• PROBLEM STATEMENT
Search the lines of the records for the word "specific", and copy every line that has it.

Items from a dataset
::::::::::

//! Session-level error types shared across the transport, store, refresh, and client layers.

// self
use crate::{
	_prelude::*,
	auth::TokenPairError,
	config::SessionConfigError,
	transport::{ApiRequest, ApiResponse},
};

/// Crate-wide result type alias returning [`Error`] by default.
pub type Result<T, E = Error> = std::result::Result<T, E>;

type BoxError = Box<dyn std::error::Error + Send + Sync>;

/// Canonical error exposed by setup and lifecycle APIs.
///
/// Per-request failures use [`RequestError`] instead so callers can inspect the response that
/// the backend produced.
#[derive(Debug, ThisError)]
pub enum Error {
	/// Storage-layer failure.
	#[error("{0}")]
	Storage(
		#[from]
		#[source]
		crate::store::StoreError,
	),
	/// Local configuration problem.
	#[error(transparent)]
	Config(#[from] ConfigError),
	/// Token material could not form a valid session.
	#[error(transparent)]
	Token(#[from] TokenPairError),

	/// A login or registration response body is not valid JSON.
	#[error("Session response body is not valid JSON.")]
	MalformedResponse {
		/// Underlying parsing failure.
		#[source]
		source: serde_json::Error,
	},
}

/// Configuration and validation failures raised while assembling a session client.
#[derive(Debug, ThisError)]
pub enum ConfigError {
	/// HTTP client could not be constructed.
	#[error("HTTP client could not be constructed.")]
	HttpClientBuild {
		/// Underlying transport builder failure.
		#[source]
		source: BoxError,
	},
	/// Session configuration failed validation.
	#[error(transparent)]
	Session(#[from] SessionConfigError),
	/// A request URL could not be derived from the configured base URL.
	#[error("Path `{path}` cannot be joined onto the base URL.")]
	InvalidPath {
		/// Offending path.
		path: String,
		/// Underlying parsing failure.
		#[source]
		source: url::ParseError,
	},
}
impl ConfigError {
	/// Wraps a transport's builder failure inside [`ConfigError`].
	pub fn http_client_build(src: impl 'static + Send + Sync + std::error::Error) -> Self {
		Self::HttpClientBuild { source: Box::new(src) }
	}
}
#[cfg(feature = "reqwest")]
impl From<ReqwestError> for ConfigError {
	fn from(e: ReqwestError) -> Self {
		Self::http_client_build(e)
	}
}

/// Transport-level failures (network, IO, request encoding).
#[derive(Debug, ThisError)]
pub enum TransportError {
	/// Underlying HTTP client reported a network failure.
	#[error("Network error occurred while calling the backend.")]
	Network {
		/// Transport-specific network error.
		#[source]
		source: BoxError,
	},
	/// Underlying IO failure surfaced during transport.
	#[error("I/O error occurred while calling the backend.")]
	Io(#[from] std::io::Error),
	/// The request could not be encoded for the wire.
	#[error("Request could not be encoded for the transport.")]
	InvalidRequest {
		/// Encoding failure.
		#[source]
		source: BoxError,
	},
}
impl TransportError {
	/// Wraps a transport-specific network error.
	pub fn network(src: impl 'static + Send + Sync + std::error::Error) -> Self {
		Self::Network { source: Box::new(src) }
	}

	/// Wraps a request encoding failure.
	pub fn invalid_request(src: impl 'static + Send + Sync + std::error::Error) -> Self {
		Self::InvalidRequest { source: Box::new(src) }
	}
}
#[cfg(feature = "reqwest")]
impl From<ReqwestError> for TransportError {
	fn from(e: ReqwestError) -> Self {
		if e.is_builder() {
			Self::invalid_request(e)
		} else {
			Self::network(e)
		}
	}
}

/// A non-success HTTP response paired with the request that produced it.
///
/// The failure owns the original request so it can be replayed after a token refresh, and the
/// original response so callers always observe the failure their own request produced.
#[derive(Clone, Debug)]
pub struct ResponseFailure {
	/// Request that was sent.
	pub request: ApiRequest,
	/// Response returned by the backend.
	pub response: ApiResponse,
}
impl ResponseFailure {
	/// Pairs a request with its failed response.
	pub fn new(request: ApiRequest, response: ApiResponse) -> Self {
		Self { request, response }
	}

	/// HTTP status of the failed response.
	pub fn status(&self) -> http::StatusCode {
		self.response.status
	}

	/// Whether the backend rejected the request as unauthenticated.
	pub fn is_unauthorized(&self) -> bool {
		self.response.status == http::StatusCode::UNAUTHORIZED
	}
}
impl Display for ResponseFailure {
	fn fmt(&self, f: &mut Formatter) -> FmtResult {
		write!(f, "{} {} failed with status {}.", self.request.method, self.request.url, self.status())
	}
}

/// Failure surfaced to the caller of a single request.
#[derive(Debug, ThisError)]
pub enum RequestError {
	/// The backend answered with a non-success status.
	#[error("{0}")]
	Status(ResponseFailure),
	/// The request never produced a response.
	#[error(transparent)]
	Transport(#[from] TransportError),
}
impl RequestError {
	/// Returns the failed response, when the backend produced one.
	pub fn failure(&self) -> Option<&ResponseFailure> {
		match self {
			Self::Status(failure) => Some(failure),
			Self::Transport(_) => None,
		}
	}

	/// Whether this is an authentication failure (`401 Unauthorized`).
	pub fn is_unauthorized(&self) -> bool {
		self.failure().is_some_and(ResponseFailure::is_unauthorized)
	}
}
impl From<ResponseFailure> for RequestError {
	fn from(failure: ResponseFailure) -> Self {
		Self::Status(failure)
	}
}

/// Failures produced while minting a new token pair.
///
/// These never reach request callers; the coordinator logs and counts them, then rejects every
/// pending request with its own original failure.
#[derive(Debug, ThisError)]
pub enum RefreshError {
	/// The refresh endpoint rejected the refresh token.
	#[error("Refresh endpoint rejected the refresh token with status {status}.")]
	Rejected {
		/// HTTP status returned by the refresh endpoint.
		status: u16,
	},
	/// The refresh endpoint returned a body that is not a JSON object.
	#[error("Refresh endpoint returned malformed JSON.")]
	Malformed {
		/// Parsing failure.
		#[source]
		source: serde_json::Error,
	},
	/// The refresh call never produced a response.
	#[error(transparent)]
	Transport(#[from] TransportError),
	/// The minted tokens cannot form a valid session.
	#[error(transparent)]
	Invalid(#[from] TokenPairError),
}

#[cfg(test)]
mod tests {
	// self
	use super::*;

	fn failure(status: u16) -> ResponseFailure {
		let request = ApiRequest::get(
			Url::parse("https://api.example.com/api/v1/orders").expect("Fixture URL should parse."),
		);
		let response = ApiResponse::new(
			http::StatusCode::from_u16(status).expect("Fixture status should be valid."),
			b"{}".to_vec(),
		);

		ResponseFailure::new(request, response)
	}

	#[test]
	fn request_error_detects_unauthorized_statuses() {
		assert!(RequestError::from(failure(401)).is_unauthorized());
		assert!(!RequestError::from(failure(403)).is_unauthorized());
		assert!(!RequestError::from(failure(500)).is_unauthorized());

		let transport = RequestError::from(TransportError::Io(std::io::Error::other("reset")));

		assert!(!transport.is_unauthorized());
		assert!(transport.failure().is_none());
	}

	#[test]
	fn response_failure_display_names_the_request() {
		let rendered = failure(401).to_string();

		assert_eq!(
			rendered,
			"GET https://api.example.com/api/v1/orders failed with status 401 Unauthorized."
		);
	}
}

::::::::::

• OUTPUT FOR THIS TASK
		/// Transport-specific network error.
	/// Wraps a transport-specific network error.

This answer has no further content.